I find it fascinating that diamond can be used for a lot more than just jewellery, with applications ranging from cutting, grinding, and forming tools to more advanced technologies such as high-power electronic devices and night-vision devices. It was the latter of these that first sparked my interest in the material during the third-year project of my undergraduate studies at University College London.
What are diamonds used for in microproduction technology?
Diamond has a remarkable set of properties that make it ideally suited to a subset of microsystems-based applications.
For example, it’s one of the stiffest materials, if not the stiffest material, known to exist, meaning that acoustic waves propagate through it incredibly fast. This allows researchers to create miniaturised mechanical resonators that operate at much higher frequencies than those made from other materials. These diamond resonators can find use in fundamental physics applications, such as demonstrating the applicability of quantum mechanics to macroscopic objects. They also have practical applications, such as radio-frequency filtering to segregate signals sent via communication devices, including WiFi, 5G, and many others.
Regarding its optical properties, diamond has a high refractive index and a broad transmission window, which means it’s well suited for photonic circuits that use light rather than electrons for information processing. By adding small amounts of elements such as nitrogen and silicon to the diamond lattice, defects called colour vacancy centres can also be created. Such colour centres can be exploited to detect minuscule changes in the surrounding environment and act as the building blocks of quantum computers. This makes diamond highly interesting for optics and photonics research at Leibniz University Hannover and within the PhoenixD consortium.
Finally, there is also a growing trend to miniaturise high-power III-V semiconductor devices to pack more into a given volume while handling greater currents. This generates heat that reduces performance and shortens device lifetime. As diamond possesses the highest thermal conductivity of any bulk material, there’s a lot of interest in using thin diamond layers in direct contact with these devices to draw away heat and enable further miniaturisation.
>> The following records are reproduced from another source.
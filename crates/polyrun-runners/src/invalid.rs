use polyrun_utils::OutputSink;
use polyrun_utils::exit_codes::codes;
use tracing::error;

use crate::contract::{RunnerDescriptor, ScriptRunner};
use crate::error::RunnerError;
use crate::options::RunOptions;

const DESCRIPTOR: RunnerDescriptor = RunnerDescriptor::new("InvalidRunner", "invalid", &[]);

/// Returned when no runner claims an identifier, so callers never hold a
/// missing runner. Every operation logs and fails.
#[derive(Debug)]
pub struct InvalidRunner {
    identifier: String,
}

impl InvalidRunner {
    #[must_use]
    pub fn new(identifier: impl Into<String>) -> Self {
        Self {
            identifier: identifier.into(),
        }
    }

    fn fail(&self, operation: &str) {
        error!(
            runner = DESCRIPTOR.name,
            identifier = %self.identifier,
            operation = operation,
            "No valid runner for identifier"
        );
    }
}

impl ScriptRunner for InvalidRunner {
    fn descriptor(&self) -> &RunnerDescriptor {
        &DESCRIPTOR
    }

    fn can_handle(&self, _identifier: &str) -> bool {
        false
    }

    fn is_supported(&self) -> bool {
        false
    }

    fn init(&self, _args: &[String]) -> Result<(), RunnerError> {
        self.fail("init");
        Err(RunnerError::Initialization {
            runner: DESCRIPTOR.name.to_string(),
            source: Box::new(RunnerError::Resolution {
                identifier: self.identifier.clone(),
            }),
        })
    }

    fn is_ready(&self) -> bool {
        false
    }

    fn run_script(&self, _script: &str, _args: &[String], _options: &mut RunOptions) -> i32 {
        self.fail("run_script");
        codes::FAILURE
    }

    fn eval_script(&self, _source: &str, _options: &mut RunOptions) -> i32 {
        self.fail("eval_script");
        codes::FAILURE
    }

    fn run_lines(&self, _source: &str, _options: &mut RunOptions) {
        self.fail("run_lines");
    }

    fn run_interactive(&self, _args: &[String]) -> i32 {
        self.fail("run_interactive");
        codes::FAILURE
    }

    fn redirect(&self, _out: OutputSink, _err: OutputSink) -> bool {
        self.fail("redirect");
        false
    }

    fn is_abort_supported(&self) -> bool {
        false
    }

    fn abort(&self) {
        self.fail("abort");
    }

    fn is_running(&self) -> bool {
        false
    }

    fn close(&self) {}

    fn reset(&self) {}

    fn exec_before(&self, _statements: &[String]) {
        self.fail("exec_before");
    }

    fn exec_after(&self, _statements: &[String]) {
        self.fail("exec_after");
    }

    fn command_line_help(&self) -> Option<String> {
        None
    }

    fn interactive_help(&self) -> Option<String> {
        None
    }
}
Since September 2023, you have been building up the “Diamond Research” group at IMPT. What are you currently working on?
At the moment we’re trying to establish the processes required for routine use of the diamond that we grow.
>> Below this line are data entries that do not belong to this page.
//! End-to-end runs through the location adapters: remote scripts, packed
//! archives and bundle folders, delegating to both recording and real
//! (embedded Lua) runners.

use std::path::Path;
use std::sync::Arc;
use std::thread;
use std::time::Duration;

use polyrun::{
    Lifecycle, OutputSink, RegistryBuilder, RunOptions, RunnerRegistry, ScriptRunner, codes,
};
use polyrun_runners::registry::factory;
use polyrun_runners::test_support::{MemoryFetcher, Recorder, RecordingBackend, write_zip};
use polyrun_utils::test_support::write_script;
use tempfile::TempDir;

fn recording_python(builder: RegistryBuilder, recorder: &Arc<Recorder>) -> RegistryBuilder {
    let recorder = Arc::clone(recorder);
    builder.register_with(move |cx| {
        Lifecycle::shared(
            RecordingBackend::new(RecordingBackend::PYTHON, recorder),
            Arc::clone(&cx.bundle),
        )
    })
}

fn lua_archives() -> Arc<RunnerRegistry> {
    RegistryBuilder::new()
        .isolated()
        .register_with(factory::packed_script)
        .register_with(factory::jar)
        .register_with(factory::zip)
        .register_with(factory::lua)
        .build()
}

fn workspace_of(script: &str) -> &Path {
    Path::new(script).parent().unwrap()
}

// ---------------------------------------------------------------------------
// Network
// ---------------------------------------------------------------------------

#[test]
fn test_remote_folder_downloads_runs_and_cleans_up() {
    let fetcher = Arc::new(
        MemoryFetcher::new().with("http://example.com/demo/demo.js", "console.log('remote')"),
    );
    let recorder = Recorder::new();
    let js = Arc::clone(&recorder);
    let registry = RegistryBuilder::new()
        .isolated()
        .with_fetcher(fetcher.clone())
        .register_with(factory::network)
        .register_with(move |cx| {
            Lifecycle::shared(
                RecordingBackend::new(RecordingBackend::JAVASCRIPT, js),
                Arc::clone(&cx.bundle),
            )
        })
        .build();

    let runner = registry.resolve_runner("http://example.com/demo");
    assert_eq!(runner.name(), "Network");
    assert!(fetcher.probes().contains(&"http://example.com/demo/demo.js".to_string()));

    let mut options = RunOptions::default();
    let args = vec!["--fast".to_string()];
    assert_eq!(runner.run_script("http://example.com/demo", &args, &mut options), codes::SUCCESS);

    let runs = recorder.recorded_runs();
    assert_eq!(runs.len(), 1);
    assert_eq!(runs[0].args, args);
    assert_eq!(runs[0].content.as_deref(), Some("console.log('remote')"));
    assert!(!workspace_of(&runs[0].script).exists());
    assert!(registry.bundle().http_paths().is_empty());
    assert_eq!(registry.bundle().depth(), 0);
}

#[test]
fn test_remote_lua_script_runs_and_aborts() {
    let fetcher = Arc::new(
        MemoryFetcher::new()
            .with("https://example.com/hello/hello.lua", "os.exit(7)")
            .with("https://example.com/spin/spin.lua", "while true do end"),
    );
    let registry = RegistryBuilder::new()
        .isolated()
        .with_fetcher(fetcher)
        .register_with(factory::network)
        .register_with(factory::lua)
        .build();

    let mut options = RunOptions::default();
    assert_eq!(registry.run("https://example.com/hello", &[], &mut options), 7);

    let network = registry.runner_by_name("Network");
    let worker = {
        let network = Arc::clone(&network);
        thread::spawn(move || {
            let mut options = RunOptions::default().silent();
            network.run_script("https://example.com/spin", &[], &mut options)
        })
    };
    let lua = registry.runner_by_name("Lua");
    while !lua.is_running() {
        thread::sleep(Duration::from_millis(5));
    }
    assert!(network.is_abort_supported());
    network.abort();
    assert_eq!(worker.join().unwrap(), codes::ABORTED);
    assert!(!network.is_abort_supported());
}

// ---------------------------------------------------------------------------
// Archives
// ---------------------------------------------------------------------------

#[test]
fn test_packed_script_runs_registered_entry_even_when_it_fails() {
    let dir = TempDir::new().unwrap();
    let archive = write_zip(
        &dir.path().join("foo.skl"),
        &[("foo.py", "raise RuntimeError('boom')"), ("foo.js", "throw 1")],
    );
    let recorder = Recorder::new();
    recorder.set_exit_code(codes::SCRIPT_ERROR);
    let registry = recording_python(
        RegistryBuilder::new().isolated().register_with(factory::packed_script),
        &recorder,
    )
    .build();

    let identifier = archive.to_str().unwrap();
    let runner = registry.resolve_runner(identifier);
    assert_eq!(runner.name(), "PackedScript");
    assert!(runner.can_handle(identifier));

    let mut options = RunOptions::default();
    let code = runner.run_script(identifier, &[], &mut options);
    assert_ne!(code, codes::SUCCESS);

    let runs = recorder.recorded_runs();
    assert_eq!(runs.len(), 1);
    assert!(runs[0].script.ends_with("foo.py"));
    assert!(!workspace_of(&runs[0].script).exists());
}

#[test]
fn test_packed_lua_error_reports_line_and_cleans_up() {
    let dir = TempDir::new().unwrap();
    let archive = write_zip(
        &dir.path().join("foo.skl"),
        &[("foo.lua", "print(arg[0])\nerror('boom')\n"), ("foo.js", "")],
    );
    let registry = lua_archives();
    let (out, buffer) = OutputSink::capture();
    let mut options = RunOptions::default().with_out(out);
    let code = registry.run(archive.to_str().unwrap(), &[], &mut options);
    assert_eq!(code, codes::SCRIPT_ERROR);
    assert_eq!(options.error_line, 2);

    let extracted = buffer.contents();
    let extracted = Path::new(extracted.trim_end());
    assert!(extracted.ends_with("foo.lua"));
    assert!(!extracted.exists());
    assert!(!extracted.parent().unwrap().exists());
}

#[test]
fn test_archive_round_trip_matches_direct_run() {
    let scripts = [
        "print('ok')",
        "os.exit(3)",
        "local t = nil\nreturn t.field",
        "error('explicit')",
    ];
    let registry = lua_archives();
    for (index, source) in scripts.iter().enumerate() {
        let dir = TempDir::new().unwrap();
        let direct = write_script(dir.path(), "job.lua", source);
        let packed = write_zip(
            &dir.path().join(format!("job{index}.zip")),
            &[(&format!("job{index}.lua"), source)],
        );

        let mut direct_options = RunOptions::default().silent();
        let direct_code = registry.run(direct.to_str().unwrap(), &[], &mut direct_options);
        let mut packed_options = RunOptions::default().silent();
        let packed_code = registry.run(packed.to_str().unwrap(), &[], &mut packed_options);

        assert_eq!(direct_code, packed_code, "script {source:?}");
        assert_eq!(direct_options.error_line, packed_options.error_line, "script {source:?}");
    }
}

#[test]
fn test_archive_keeps_relative_layout() {
    let dir = TempDir::new().unwrap();
    let archive = write_zip(
        &dir.path().join("app.zip"),
        &[
            ("lib/", ""),
            ("lib/helper.lua", "return { answer = 42 }"),
            ("app.lua", "os.exit(require('lib.helper').answer)"),
        ],
    );
    let registry = lua_archives();
    let mut options = RunOptions::default().silent();
    assert_eq!(registry.run(archive.to_str().unwrap(), &[], &mut options), 42);
}

// ---------------------------------------------------------------------------
// Bundle folders
// ---------------------------------------------------------------------------

#[test]
fn test_bundle_folder_runs_lua_script() {
    let dir = TempDir::new().unwrap();
    let bundle = dir.path().join("report.sikuli");
    write_script(&bundle, "report.lua", "os.exit(#arg)");
    write_script(&bundle, "notes.txt", "");

    let registry = RegistryBuilder::new()
        .isolated()
        .register_with(factory::bundle_dir)
        .register_with(factory::lua)
        .build();
    let identifier = bundle.to_str().unwrap();
    assert_eq!(registry.resolve_runner(identifier).name(), "Bundle");

    let args = vec!["a".to_string(), "b".to_string()];
    let mut options = RunOptions::default();
    assert_eq!(registry.run(identifier, &args, &mut options), 2);
    assert_eq!(registry.bundle().depth(), 0);
}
One of the biggest issues with diamond films is polishing away the often-significant roughness left after growth. At my last position, we worked on using a process called chemical mechanical polishing (CMP) using silica, essentially nano-scale sand, to do this. The technique works but it’s very slow, so here at the IMPT we’re working on alternative polishing techniques, while also trying to speed up the CMP process itself. That’s my main lab work at the moment.
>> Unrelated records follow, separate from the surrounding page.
//! Bundle path and image search path service.
//!
//! The bundle path is the directory scripts resolve relative image references
//! against. It is process-wide state: a local-file run pushes the script's
//! folder, and the push must be undone on every exit path. [`BundleScope`]
//! is the only way runners touch the stack, so a panic or early return still
//! restores the previous bundle.
//!
//! Besides the bundle itself the service keeps the auxiliary image search
//! path (local folders added with [`BundlePaths::add`]) and the HTTP image
//! roots registered while a downloaded script runs.

use once_cell::sync::Lazy;
use std::path::{Path, PathBuf};
use std::sync::{Arc, Mutex, MutexGuard};
use tracing::{debug, warn};

use crate::paths::canonicalize;

static GLOBAL: Lazy<Arc<BundlePaths>> = Lazy::new(|| Arc::new(BundlePaths::new()));

/// The process-wide bundle path service.
#[must_use]
pub fn global() -> Arc<BundlePaths> {
    Arc::clone(&GLOBAL)
}

#[derive(Debug, Default)]
struct State {
    current: Option<PathBuf>,
    saved: Vec<Option<PathBuf>>,
    search: Vec<PathBuf>,
    http: Vec<String>,
}

/// Bundle path stack plus image search paths.
#[derive(Debug, Default)]
pub struct BundlePaths {
    state: Mutex<State>,
}

impl BundlePaths {
    #[must_use]
    pub fn new() -> Self {
        Self::default()
    }

    fn lock(&self) -> MutexGuard<'_, State> {
        self.state
            .lock()
            .unwrap_or_else(std::sync::PoisonError::into_inner)
    }

    /// Current bundle folder, if any.
    #[must_use]
    pub fn bundle_path(&self) -> Option<PathBuf> {
        self.lock().current.clone()
    }

    /// Replace the current bundle folder without touching the stack.
    ///
    /// Returns false (and leaves the bundle unchanged) when `path` is not an
    /// existing directory.
    pub fn set_bundle_path(&self, path: &Path) -> bool {
        if !path.is_dir() {
            warn!(path = %path.display(), "Bundle path is not a directory");
            return false;
        }
        let resolved = canonicalize(path).unwrap_or_else(|_| path.to_path_buf());
        self.lock().current = Some(resolved);
        true
    }

    /// Set the bundle folder to the directory containing `script`.
    pub fn set_bundle_folder(&self, script: &Path) -> bool {
        match script.parent() {
            Some(parent) if !parent.as_os_str().is_empty() => self.set_bundle_path(parent),
            _ => self.set_bundle_path(Path::new(".")),
        }
    }

    /// Number of saved bundle paths (nesting depth of active scopes).
    #[must_use]
    pub fn depth(&self) -> usize {
        self.lock().saved.len()
    }

    /// Push `folder` as the new bundle, remembering the previous one.
    ///
    /// Returns false without pushing when `folder` already is the current
    /// bundle.
    fn push(&self, folder: PathBuf) -> bool {
        let mut state = self.lock();
        if state.current.as_deref() == Some(folder.as_path()) {
            return false;
        }
        let previous = state.current.replace(folder);
        state.saved.push(previous);
        true
    }

    fn pop(&self) {
        let mut state = self.lock();
        match state.saved.pop() {
            Some(previous) => state.current = previous,
            None => warn!("Bundle path stack underflow"),
        }
    }

    /// Add a local folder to the image search path (no duplicates).
    pub fn add(&self, path: &Path) -> bool {
        if !path.is_dir() {
            return false;
        }
        let mut state = self.lock();
        if !state.search.iter().any(|p| p == path) {
            state.search.push(path.to_path_buf());
        }
        true
    }

    /// Remove a local folder from the image search path.
    pub fn remove(&self, path: &Path) -> bool {
        let mut state = self.lock();
        let before = state.search.len();
        state.search.retain(|p| p != path);
        before != state.search.len()
    }

    /// Local image search folders in insertion order.
    #[must_use]
    pub fn search_paths(&self) -> Vec<PathBuf> {
        self.lock().search.clone()
    }

    /// Register an HTTP image root.
    pub fn add_http(&self, url: &str) -> bool {
        let url = url.trim_end_matches('/').to_string();
        if url.is_empty() {
            return false;
        }
        let mut state = self.lock();
        if !state.http.contains(&url) {
            debug!(url = %url, "Adding HTTP image root");
            state.http.push(url);
        }
        true
    }

    /// Unregister an HTTP image root.
    pub fn remove_http(&self, url: &str) -> bool {
        let url = url.trim_end_matches('/');
        let mut state = self.lock();
        let before = state.http.len();
        state.http.retain(|u| u != url);
        before != state.http.len()
    }

    #[must_use]
    pub fn http_paths(&self) -> Vec<String> {
        self.lock().http.clone()
    }
}

/// Scoped bundle-path acquisition.
///
/// Entering pushes the script's folder when it differs from the current
/// bundle; dropping pops it again. A scope that did not push does not pop.
#[must_use = "the bundle path is restored when the scope is dropped"]
pub struct BundleScope {
    paths: Arc<BundlePaths>,
    pushed: bool,
}

impl BundleScope {
    /// Enter the folder containing `script`.
    pub fn for_script(paths: Arc<BundlePaths>, script: &Path) -> Self {
        let folder = match script.parent() {
            Some(parent) if !parent.as_os_str().is_empty() => parent.to_path_buf(),
            _ => PathBuf::from("."),
        };
        Self::enter(paths, &folder)
    }

    /// Enter `folder` as the bundle.
    pub fn enter(paths: Arc<BundlePaths>, folder: &Path) -> Self {
        let resolved = canonicalize(folder).unwrap_or_else(|_| folder.to_path_buf());
        let pushed = paths.push(resolved);
        Self { paths, pushed }
    }

    /// Whether this scope changed the bundle path.
    #[must_use]
    pub fn pushed(&self) -> bool {
        self.pushed
    }
}

impl Drop for BundleScope {
    fn drop(&mut self) {
        if self.pushed {
            self.paths.pop();
        }
    }
}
Outside of the lab, I’m doing more direct management of undergraduate and PhD students, funding acquisition, and participating in collaborative meetings.
Imagine you look back on your work at the IMPT in 10 years’ time: What would you like to have achieved?
I would like the IMPT to have a well-established diamond group that’s known for doing solid work on the use of diamond within microsystems. The IMPT possesses a suite of cleanroom tools that makes it well suited to this task, with further tools on the way, giving it the potential to be a significant player in diamond-based device fabrication. With these tools and processes, the institute will then be able to fabricate advanced diamond devices that target many of the applications previously mentioned, and act as a fabrication partner for other diamond groups that have novel applications and methods for characterisation, but not necessarily the means by which to construct the devices.
What distinguishes academic work in Germany from the UK? What differences have surprised you?
Here at the IMPT, I’ve noticed that the job seems to be a lot less compartmentalised. In the UK as a PhD student and then a postdoc you have tasks that you do and that fall within your remit. At the IMPT, research associates (PhD students) and postdocs seem to do a lot more and contribute to a wider range of tasks, e.g. funding acquisition, technical support, day-to-day running of the cleanroom. There are pros and cons to this, but a pro would be that one is introduced to these broader academic topics earlier on in a career, making it easier to transition through the ranks in academia, while also providing a broader skillset if leaving academia.
What is the difference between living in Lower Saxony and Wales?
The pace of life is much like South Wales, and the culture and humour are more familiar than in many other countries.
What do you miss about Great Britain?
Apart from the obvious deeper stuff like family and friends, a decent cup of tea, pub trips with colleagues on Friday after work, and discussions about the rugby.